Everybody has bad days, and for me, today is a bad day. I got some good news, but from my current point of view, it means making a hard decision, which kind of turns it into bad news. And it’s one of those situations where both options lead to a good thing, but also a bad thing.
Let me be more precise. One of my previous employers in New Brunswick sent me an e-mail this morning to say there would be a job opening (full time) and that she had me in mind for the position. She was aware that I was out of province, but she wanted to let me know about the possibility of employment in case it was something that interested me.

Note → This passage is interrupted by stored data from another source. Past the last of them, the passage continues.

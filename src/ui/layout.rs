use raylib::prelude::*;
use crate::carousel::Control;

pub const HEADING_SIZE: i32 = 40;
pub const SUBHEADING_SIZE: i32 = 20;
pub const STATUS_SIZE: i32 = 22;
pub const BUTTON_SIZE: i32 = 20;
pub const CAPTION_SIZE: i32 = 26;
pub const DESCRIPTION_SIZE: i32 = 18;

const MARGIN: f32 = 20.0;
const PADDING: f32 = 16.0;
const GAP: f32 = 8.0;
const MAX_SECTION_WIDTH: f32 = 1000.0;
const HEADER_HEIGHT: f32 = 110.0;
const STATUS_HEIGHT: f32 = 72.0;
const BUTTON_HEIGHT: f32 = 44.0;
const INDICATOR_EDGE: f32 = 48.0;
const OVERLAY_HEIGHT: f32 = 110.0;

pub fn contains(rect: &Rectangle, point: Vector2) -> bool {
    point.x >= rect.x
        && point.x < rect.x + rect.width
        && point.y >= rect.y
        && point.y < rect.y + rect.height
}

/// Screen placement of the page header and every carousel control.
#[derive(Debug, Clone)]
pub struct Layout {
    pub width: f32,
    pub heading_y: i32,
    pub subheading_y: i32,
    pub section: Rectangle,
    pub status_bar: Rectangle,
    pub previous: Rectangle,
    pub play_pause: Rectangle,
    pub next: Rectangle,
    pub slideshow: Rectangle,
    pub overlay: Rectangle,
    pub indicators: Vec<Rectangle>,
}

impl Layout {
    pub fn compute(width: f32, height: f32, slide_count: usize) -> Self {
        let section_w = (width - 2.0 * MARGIN).clamp(0.0, MAX_SECTION_WIDTH);
        let section = Rectangle::new(
            (width - section_w) * 0.5,
            HEADER_HEIGHT,
            section_w,
            (height - HEADER_HEIGHT - MARGIN).max(0.0),
        );

        let status_bar = Rectangle::new(
            section.x + PADDING,
            section.y + PADDING,
            (section.width - 2.0 * PADDING).max(0.0),
            STATUS_HEIGHT,
        );

        // Controls are right-aligned in the status bar: PREV, PLAY/PAUSE, NEXT
        let button_y = status_bar.y + (STATUS_HEIGHT - BUTTON_HEIGHT) * 0.5;
        let right = status_bar.x + status_bar.width - PADDING;
        let next = Rectangle::new(right - 110.0, button_y, 110.0, BUTTON_HEIGHT);
        let play_pause = Rectangle::new(next.x - GAP - 130.0, button_y, 130.0, BUTTON_HEIGHT);
        let previous = Rectangle::new(play_pause.x - GAP - 110.0, button_y, 110.0, BUTTON_HEIGHT);

        let indicator_row_h = INDICATOR_EDGE + 2.0 * GAP;
        let slideshow_y = status_bar.y + status_bar.height + PADDING;
        let slideshow = Rectangle::new(
            status_bar.x,
            slideshow_y,
            status_bar.width,
            (section.y + section.height - PADDING - indicator_row_h - slideshow_y).max(0.0),
        );
        let overlay_h = OVERLAY_HEIGHT.min(slideshow.height);
        let overlay = Rectangle::new(
            slideshow.x,
            slideshow.y + slideshow.height - overlay_h,
            slideshow.width,
            overlay_h,
        );

        let row_w = slide_count as f32 * INDICATOR_EDGE + slide_count.saturating_sub(1) as f32 * GAP;
        let row_x = slideshow.x + (slideshow.width - row_w) * 0.5;
        let row_y = slideshow.y + slideshow.height + GAP;
        let indicators = (0..slide_count)
            .map(|i| Rectangle::new(row_x + i as f32 * (INDICATOR_EDGE + GAP), row_y, INDICATOR_EDGE, INDICATOR_EDGE))
            .collect();

        Self {
            width,
            heading_y: MARGIN as i32,
            subheading_y: MARGIN as i32 + HEADING_SIZE + 12,
            section,
            status_bar,
            previous,
            play_pause,
            next,
            slideshow,
            overlay,
            indicators,
        }
    }

    pub fn rect(&self, control: Control) -> Option<Rectangle> {
        match control {
            Control::Previous => Some(self.previous),
            Control::PlayPause => Some(self.play_pause),
            Control::Next => Some(self.next),
            Control::Slideshow => Some(self.slideshow),
            Control::Indicator(i) => self.indicators.get(i).copied(),
        }
    }

    /// Control under `point`; buttons win over the slideshow they may overlap.
    pub fn hit_test(&self, point: Vector2) -> Option<Control> {
        if contains(&self.previous, point) {
            return Some(Control::Previous);
        }
        if contains(&self.play_pause, point) {
            return Some(Control::PlayPause);
        }
        if contains(&self.next, point) {
            return Some(Control::Next);
        }
        if let Some(i) = self.indicators.iter().position(|r| contains(r, point)) {
            return Some(Control::Indicator(i));
        }
        if contains(&self.slideshow, point) {
            return Some(Control::Slideshow);
        }
        None
    }
}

So here’s the problem. If I take the job, I have to move back East. If I move back East, I have to leave my boyfriend and go back to being in a long distance relationship. But if I stay in Alberta, I still have no job, which means no income, and I have no leads on any full time position either. I am torn.
Do I choose to stay here and be with my boyfriend, but struggle financially? Or do I move back East for a job that I know I will like, but feel the ever present heart-ache of willingly having chosen to be 5000kms away from my significant other?
Can we just pause time so I can play every possible scenario in my head before I decide? I can’t decide. I don’t know which one will make me happier. Both decisions stress me out, because there’s going to be something missing in my life. And today, I’m not OK with that.
But I have to be OK – and I will be ok – because life isn’t perfect, and it works in mysterious ways. Now if only I could figure out where it’s trying to lead me.